That was then (Republican), this is now (Democrat) — keeping her options open if she gets the chance.
Wow. It’s not often that I can say it but this new video from the GOP is really powerful.
Whoever made this video deserves a promotion. The ad uses an audio track of Hillary Clinton criticizing George W. Bush’s so-called “imperial presidency.”
Via the Washington Free Beacon:
An Imperial Presidency
A new video released by the GOP on Friday calls out former Democratic presidential hopeful Hillary Clinton for her hypocrisy on the issue of executive action.
In 2008, Clinton said the George W. Bush administration was transforming the executive branch into an “imperial presidency.” In 2014, Clinton said she supported President Obama’s decision to grant citizenship to more than four million illegal immigrants.
Clinton unknowingly provided the narration for the GOP’s newest video.
“Unfortunately our current president does not seem to understand the basic character of the office he holds,” Clinton said of Bush in April 2008. “Rather than faithfully execute the laws, he has rewritten them through signing statements, ignored them through secret legal opinions, undermined them by elevating ideology over facts. Rather than defending the constitution, he has defied its principles and traditions.”
Check it out:
“This administration’s unbridled ambition to transform the executive into an imperial presidency in an attempt to strengthen the office has weakened our nation.”
But that was then.
This is now:
Thanks to POTUS for taking action on immigration in the face of inaction. Now let’s turn to permanent bipartisan reform. #ImmigrationAction
— Hillary Clinton (@HillaryClinton) November 21, 2014
On a related note, Fred Barnes of the Weekly Standard recently made an interesting comparison between Obamacare and Obama’s amnesty plan:
He Never Learns
There’s a lesson from President Obama’s first term that he should have learned long ago. It’s simple: On an issue that affects many millions of Americans, it’s best—even necessary—to have bipartisan support in Congress. Going forward in a purely partisan fashion is bound to cause national discord, increase polarization, and heighten distrust in Washington. Worse still, it means the issue will be controversial for years to come.

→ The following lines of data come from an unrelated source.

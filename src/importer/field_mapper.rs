// ==========================================
// 运费对账分析工具 - 字段映射器实现
// ==========================================
// 职责: 源字段 → 领域字段映射 + 类型转换
// 物流费用表: 中文表头；订单导出: Shopify 英文表头
// ==========================================

use crate::domain::{OrderRecord, ShippingRecord};
use crate::importer::data_cleaner::DataCleaner;
use crate::importer::error::{ImportError, ImportResult};
use crate::importer::importer_trait::{ColumnSpec, FieldMapper};
use chrono::NaiveDate;
use std::collections::HashMap;

// ==========================================
// 物流费用表列定义
// ==========================================
pub mod shipping_columns {
    use super::ColumnSpec;

    pub const TRACKING_NUMBER: ColumnSpec = ColumnSpec {
        name: "物流单号",
        aliases: &["运单号", "跟踪号"],
    };
    pub const SHIP_DATE: ColumnSpec = ColumnSpec {
        name: "收货时间",
        aliases: &["发货时间"],
    };
    pub const COST_RMB: ColumnSpec = ColumnSpec {
        name: "总金额",
        aliases: &["总费用"],
    };
    pub const COUNTRY: ColumnSpec = ColumnSpec {
        name: "国家/计费分区",
        aliases: &["国家"],
    };
    pub const WEIGHT_KG: ColumnSpec = ColumnSpec {
        name: "计费重",
        aliases: &["计费重量"],
    };
    pub const INTERNAL_ORDER_ID: ColumnSpec = ColumnSpec {
        name: "客户单号",
        aliases: &[],
    };

    pub const REQUIRED: &[ColumnSpec] = &[TRACKING_NUMBER, COST_RMB];
}

// ==========================================
// 订单导出列定义
// ==========================================
pub mod order_columns {
    use super::ColumnSpec;

    pub const ORDER: ColumnSpec = ColumnSpec {
        name: "Order",
        aliases: &["Name", "Order number"],
    };
    pub const ORDER_DATE: ColumnSpec = ColumnSpec {
        name: "Order created at date",
        aliases: &["Created at"],
    };
    pub const TRACKING_NUMBER: ColumnSpec = ColumnSpec {
        name: "Tracking number",
        aliases: &["Tracking"],
    };
    pub const NET_PAYOUT: ColumnSpec = ColumnSpec {
        name: "Net payout",
        aliases: &[],
    };
    pub const COUNTRY: ColumnSpec = ColumnSpec {
        name: "Shipping country",
        aliases: &[],
    };
    pub const PRODUCT_COST: ColumnSpec = ColumnSpec {
        name: "Cost",
        aliases: &["Product cost"],
    };

    pub const REQUIRED: &[ColumnSpec] = &[ORDER];
}

// ==========================================
// 通用取值工具
// ==========================================
struct RowReader<'a> {
    row: &'a HashMap<String, String>,
    row_number: usize,
    cleaner: DataCleaner,
}

impl<'a> RowReader<'a> {
    fn new(row: &'a HashMap<String, String>, row_number: usize) -> Self {
        Self {
            row,
            row_number,
            cleaner: DataCleaner,
        }
    }

    /// 提取字符串字段（空值 → None）
    fn string(&self, column: &ColumnSpec) -> Option<String> {
        self.cleaner.normalize_null(column.lookup(self.row))
    }

    fn required_string(&self, column: &ColumnSpec) -> ImportResult<String> {
        self.string(column)
            .ok_or_else(|| ImportError::RequiredValueMissing {
                row: self.row_number,
                field: column.name.to_string(),
            })
    }

    fn tracking(&self, column: &ColumnSpec) -> Option<String> {
        self.cleaner.normalize_tracking(column.lookup(self.row))
    }

    /// 解析数值
    fn amount(&self, column: &ColumnSpec) -> ImportResult<Option<f64>> {
        match self.string(column) {
            None => Ok(None),
            Some(value) => self
                .cleaner
                .parse_amount(&value)
                .map(Some)
                .map_err(|message| ImportError::TypeConversionError {
                    row: self.row_number,
                    field: column.name.to_string(),
                    message,
                }),
        }
    }

    /// 解析日期
    fn date(&self, column: &ColumnSpec) -> ImportResult<Option<NaiveDate>> {
        match self.string(column) {
            None => Ok(None),
            Some(value) => self
                .cleaner
                .parse_date(&value)
                .map(Some)
                .map_err(|_| ImportError::DateFormatError {
                    row: self.row_number,
                    field: column.name.to_string(),
                    value,
                }),
        }
    }
}

// ==========================================
// ShippingFieldMapper - 物流费用表映射
// ==========================================
#[derive(Debug, Clone, Copy, Default)]
pub struct ShippingFieldMapper;

impl FieldMapper for ShippingFieldMapper {
    type Record = ShippingRecord;

    fn table_name(&self) -> &'static str {
        "物流费用表"
    }

    fn required_columns(&self) -> &'static [ColumnSpec] {
        shipping_columns::REQUIRED
    }

    fn map_row(
        &self,
        row: &HashMap<String, String>,
        row_number: usize,
    ) -> ImportResult<ShippingRecord> {
        use shipping_columns::*;

        let reader = RowReader::new(row, row_number);

        let tracking_number =
            reader
                .tracking(&TRACKING_NUMBER)
                .ok_or_else(|| ImportError::RequiredValueMissing {
                    row: row_number,
                    field: TRACKING_NUMBER.name.to_string(),
                })?;

        let cost_rmb = reader
            .amount(&COST_RMB)?
            .ok_or_else(|| ImportError::RequiredValueMissing {
                row: row_number,
                field: COST_RMB.name.to_string(),
            })?;

        Ok(ShippingRecord {
            tracking_number,
            cost_rmb,
            ship_date: reader.date(&SHIP_DATE)?,
            country_raw: reader.string(&COUNTRY),
            weight_kg: reader.amount(&WEIGHT_KG)?,
            internal_order_id: reader.string(&INTERNAL_ORDER_ID),
            row_number,
        })
    }
}

// ==========================================
// OrderFieldMapper - 订单导出映射
// ==========================================
#[derive(Debug, Clone, Copy, Default)]
pub struct OrderFieldMapper;

impl FieldMapper for OrderFieldMapper {
    type Record = OrderRecord;

    fn table_name(&self) -> &'static str {
        "订单导出"
    }

    fn required_columns(&self) -> &'static [ColumnSpec] {
        order_columns::REQUIRED
    }

    fn map_row(
        &self,
        row: &HashMap<String, String>,
        row_number: usize,
    ) -> ImportResult<OrderRecord> {
        use order_columns::*;

        let reader = RowReader::new(row, row_number);

        Ok(OrderRecord {
            order_number: reader.required_string(&ORDER)?,
            order_date: reader.date(&ORDER_DATE)?,
            tracking_number: reader.tracking(&TRACKING_NUMBER),
            net_payout: reader.amount(&NET_PAYOUT)?,
            country: reader.string(&COUNTRY),
            product_cost: reader.amount(&PRODUCT_COST)?,
            row_number,
        })
    }
}

#[cfg(test)]
mod tests {
    use super::*;

    fn row(pairs: &[(&str, &str)]) -> HashMap<String, String> {
        pairs
            .iter()
            .map(|(k, v)| (k.to_string(), v.to_string()))
            .collect()
    }

    #[test]
    fn test_shipping_mapper_basic() {
        let raw = row(&[
            ("物流单号", "4px001"),
            ("收货时间", "2025-01-20 10:00:00"),
            ("总金额", "88.5"),
            ("国家/计费分区", "美国"),
            ("计费重", "0.450"),
            ("客户单号", "C-1"),
        ]);

        let record = ShippingFieldMapper.map_row(&raw, 1).unwrap();

        assert_eq!(record.tracking_number, "4PX001");
        assert_eq!(record.cost_rmb, 88.5);
        assert_eq!(record.ship_date, NaiveDate::from_ymd_opt(2025, 1, 20));
        assert_eq!(record.country_raw.as_deref(), Some("美国"));
        assert_eq!(record.weight_kg, Some(0.45));
        assert_eq!(record.internal_order_id.as_deref(), Some("C-1"));
        assert_eq!(record.row_number, 1);
    }

    #[test]
    fn test_shipping_mapper_missing_tracking() {
        let raw = row(&[("物流单号", "  "), ("总金额", "10")]);
        let result = ShippingFieldMapper.map_row(&raw, 4);
        assert!(matches!(
            result,
            Err(ImportError::RequiredValueMissing { row: 4, ref field }) if field == "物流单号"
        ));
    }

    #[test]
    fn test_shipping_mapper_invalid_cost() {
        let raw = row(&[("物流单号", "4PX1"), ("总金额", "abc")]);
        let result = ShippingFieldMapper.map_row(&raw, 2);
        assert!(matches!(result, Err(ImportError::TypeConversionError { row: 2, .. })));
    }

    #[test]
    fn test_order_mapper_basic() {
        let raw = row(&[
            ("Order", "#1001"),
            ("Order created at date", "2025-01-18"),
            ("Tracking number", "4PX001"),
            ("Net payout", "$45.20"),
            ("Shipping country", "United States"),
            ("Cost", "12"),
        ]);

        let record = OrderFieldMapper.map_row(&raw, 1).unwrap();

        assert_eq!(record.order_number, "#1001");
        assert_eq!(record.order_date, NaiveDate::from_ymd_opt(2025, 1, 18));
        assert_eq!(record.tracking_number.as_deref(), Some("4PX001"));
        assert_eq!(record.net_payout, Some(45.2));
        assert_eq!(record.country.as_deref(), Some("United States"));
        assert_eq!(record.product_cost, Some(12.0));
    }

    #[test]
    fn test_order_mapper_aliases_case_insensitive() {
        let raw = row(&[("Name", "#1002"), ("tracking number", "yt123")]);

        let record = OrderFieldMapper.map_row(&raw, 1).unwrap();

        assert_eq!(record.order_number, "#1002");
        assert_eq!(record.tracking_number.as_deref(), Some("YT123"));
        assert_eq!(record.net_payout, None);
    }

    #[test]
    fn test_order_mapper_empty_tracking_is_none() {
        let raw = row(&[("Order", "#1003"), ("Tracking number", "")]);
        let record = OrderFieldMapper.map_row(&raw, 1).unwrap();
        assert_eq!(record.tracking_number, None);
    }

    #[test]
    fn test_order_mapper_bad_date() {
        let raw = row(&[("Order", "#1004"), ("Order created at date", "yesterday")]);
        let result = OrderFieldMapper.map_row(&raw, 9);
        assert!(matches!(result, Err(ImportError::DateFormatError { row: 9, .. })));
    }
}
// ==========================================
// 运费对账分析工具 - 文本表格
// ==========================================
// 按字符数对齐（不处理东亚宽字符的显示宽度）
// ==========================================

#[derive(Debug, Clone, Copy, PartialEq, Eq)]
pub enum Align {
    Left,
    Right,
}

#[derive(Debug, Clone)]
pub struct TableRenderer {
    headers: Vec<String>,
    aligns: Vec<Align>,
    rows: Vec<Vec<String>>,
}

impl TableRenderer {
    pub fn new<I, S>(headers: I) -> Self
    where
        I: IntoIterator<Item = S>,
        S: Into<String>,
    {
        let headers: Vec<String> = headers.into_iter().map(Into::into).collect();
        let aligns = vec![Align::Left; headers.len()];
        Self {
            headers,
            aligns,
            rows: Vec::new(),
        }
    }

    /// 指定列右对齐（数值列）
    pub fn align_right(mut self, columns: &[usize]) -> Self {
        for &col in columns {
            if let Some(align) = self.aligns.get_mut(col) {
                *align = Align::Right;
            }
        }
        self
    }

    /// 追加一行；列数不足补空，多余截断
    pub fn push_row(&mut self, mut row: Vec<String>) {
        row.resize(self.headers.len(), String::new());
        self.rows.push(row);
    }

    pub fn len(&self) -> usize {
        self.rows.len()
    }

    pub fn is_empty(&self) -> bool {
        self.rows.is_empty()
    }

    pub fn render(&self) -> String {
        let widths: Vec<usize> = self
            .headers
            .iter()
            .enumerate()
            .map(|(col, header)| {
                self.rows
                    .iter()
                    .map(|row| row[col].chars().count())
                    .chain(std::iter::once(header.chars().count()))
                    .max()
                    .unwrap_or(0)
            })
            .collect();

        let mut out = String::new();
        out.push_str(&self.render_line(&self.headers, &widths));
        out.push('\n');

        let separator: Vec<String> = widths.iter().map(|w| "-".repeat(*w)).collect();
        out.push_str(&separator.join("  "));
        out.push('\n');

        for row in &self.rows {
            out.push_str(&self.render_line(row, &widths));
            out.push('\n');
        }

        out
    }

    fn render_line(&self, cells: &[String], widths: &[usize]) -> String {
        let padded: Vec<String> = cells
            .iter()
            .zip(widths)
            .zip(&self.aligns)
            .map(|((cell, &width), align)| match align {
                Align::Left => format!("{:<width$}", cell, width = width),
                Align::Right => format!("{:>width$}", cell, width = width),
            })
            .collect();
        padded.join("  ").trim_end().to_string()
    }
}
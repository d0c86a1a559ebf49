// ==========================================
// 运费对账分析工具 - 导入结果模型
// ==========================================

use serde::{Deserialize, Serialize};

// ==========================================
// RejectedRow - 被跳过的数据行
// ==========================================
#[derive(Debug, Clone, PartialEq, Eq, Serialize, Deserialize)]
pub struct RejectedRow {
    pub row_number: usize, // 源文件数据行号（表头下一行为 1，空白行也计数）
    pub reason: String,    // 跳过原因
}

// ==========================================
// LoadedTable - 单个文件的导入结果
// ==========================================
#[derive(Debug, Clone, Serialize, Deserialize)]
pub struct LoadedTable<T> {
    pub source: String,             // 源文件路径
    pub total_rows: usize,          // 非空数据行总数
    pub records: Vec<T>,            // 成功映射的记录
    pub rejected: Vec<RejectedRow>, // 被跳过的行
}

impl<T> LoadedTable<T> {
    pub fn accepted(&self) -> usize {
        self.records.len()
    }

    pub fn summary(&self) -> LoadSummary {
        LoadSummary {
            source: self.source.clone(),
            total_rows: self.total_rows,
            accepted: self.records.len(),
            rejected: self.rejected.clone(),
        }
    }
}

// ==========================================
// LoadSummary - 导入统计（不含记录本身）
// ==========================================
#[derive(Debug, Clone, Serialize, Deserialize)]
pub struct LoadSummary {
    pub source: String,
    pub total_rows: usize,
    pub accepted: usize,
    pub rejected: Vec<RejectedRow>,
}
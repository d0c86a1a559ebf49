// ==========================================
// 运费对账分析工具 - 导入 Trait
// ==========================================
// 职责: 定义导入管道接口（不包含实现）
// 管道: 文件解析 → 表头校验 → 字段映射（含清洗）
// ==========================================

use crate::importer::error::ImportResult;
use std::collections::HashMap;
use std::path::Path;

// ==========================================
// RawTable - 解析后的原始表格
// ==========================================
#[derive(Debug, Clone, Default)]
pub struct RawTable {
    pub headers: Vec<String>, // 表头（已 TRIM）
    pub rows: Vec<RawRow>,    // 行记录，已跳过空白行
}

// 单行原始记录
#[derive(Debug, Clone, Default)]
pub struct RawRow {
    pub row_number: usize,              // 源文件中的数据行号（表头下一行为 1，空白行也计数）
    pub values: HashMap<String, String>, // HashMap<列名, 值>
}

impl RawRow {
    pub fn get(&self, column: &str) -> Option<&String> {
        self.values.get(column)
    }
}

impl RawTable {
    pub fn len(&self) -> usize {
        self.rows.len()
    }

    pub fn is_empty(&self) -> bool {
        self.rows.is_empty()
    }
}

// ==========================================
// ColumnSpec - 列定义（规范列名 + 别名）
// ==========================================
#[derive(Debug, Clone, Copy)]
pub struct ColumnSpec {
    pub name: &'static str,
    pub aliases: &'static [&'static str],
}

impl ColumnSpec {
    /// 候选列名（规范名在前）
    pub fn candidates(&self) -> impl Iterator<Item = &'static str> + '_ {
        std::iter::once(self.name).chain(self.aliases.iter().copied())
    }

    /// 在表头中查找本列（先精确匹配，再忽略大小写）
    pub fn find_in<'a>(&self, headers: &'a [String]) -> Option<&'a str> {
        for candidate in self.candidates() {
            if let Some(h) = headers.iter().find(|h| h.as_str() == candidate) {
                return Some(h.as_str());
            }
        }
        for candidate in self.candidates() {
            if let Some(h) = headers.iter().find(|h| h.eq_ignore_ascii_case(candidate)) {
                return Some(h.as_str());
            }
        }
        None
    }

    /// 从行记录中读取本列原值
    pub fn lookup<'a>(&self, row: &'a HashMap<String, String>) -> Option<&'a str> {
        for candidate in self.candidates() {
            if let Some(v) = row.get(candidate) {
                return Some(v.as_str());
            }
        }
        self.candidates().find_map(|candidate| {
            row.iter()
                .find(|(k, _)| k.eq_ignore_ascii_case(candidate))
                .map(|(_, v)| v.as_str())
        })
    }
}

// ==========================================
// FileParser Trait
// ==========================================
// 用途: 文件解析接口（阶段 0）
// 实现者: CsvParser, ExcelParser
pub trait FileParser: Send + Sync {
    /// 解析文件为原始表格
    ///
    /// # 返回
    /// - Ok(RawTable): 表头 + 行记录
    /// - Err: 文件不存在、格式错误
    fn parse_to_raw_table(&self, file_path: &Path) -> ImportResult<RawTable>;
}

// ==========================================
// FieldMapper Trait
// ==========================================
// 用途: 字段映射接口（阶段 1）
// 实现者: ShippingFieldMapper, OrderFieldMapper
pub trait FieldMapper: Send + Sync {
    type Record;

    /// 表格名称（用于日志与错误提示）
    fn table_name(&self) -> &'static str;

    /// 必需列；缺任一列时整个文件导入失败
    fn required_columns(&self) -> &'static [ColumnSpec];

    /// 将原始行记录映射为领域记录
    ///
    /// # 参数
    /// - row: 原始行记录
    /// - row_number: 源文件中的数据行号（从 1 开始，含被跳过的空白行）
    ///
    /// # 返回
    /// - Err: 行级错误（必填为空、类型转换失败），调用方跳过该行
    fn map_row(&self, row: &HashMap<String, String>, row_number: usize)
        -> ImportResult<Self::Record>;
}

The enduring unpopularity of Obamacare—indeed, the Republican commitment to repeal it—is an example of what can happen when bipartisanship is spurned. In this case, Obama and congressional Democrats made no effort to attract Republicans. They declined to compromise, offering Republicans zilch. They were mesmerized by their huge majorities in the Senate and House.
Now they own Obamacare, including all its troubles. Republicans own none. And the health care law lacks full legitimacy. Four years after it was enacted, Democrats are still suffering politically. For them, Obamacare is a drag.
The same is likely to occur with Obama’s executive amnesty for millions of illegal immigrants. It is doubly doomed to be regarded as illegitimate—first, because it stretches presidential authority beyond the breaking point, and second, because it has no bipartisan backing. Obama’s action is supported by many (but not all) Democrats in Congress but zero Republicans.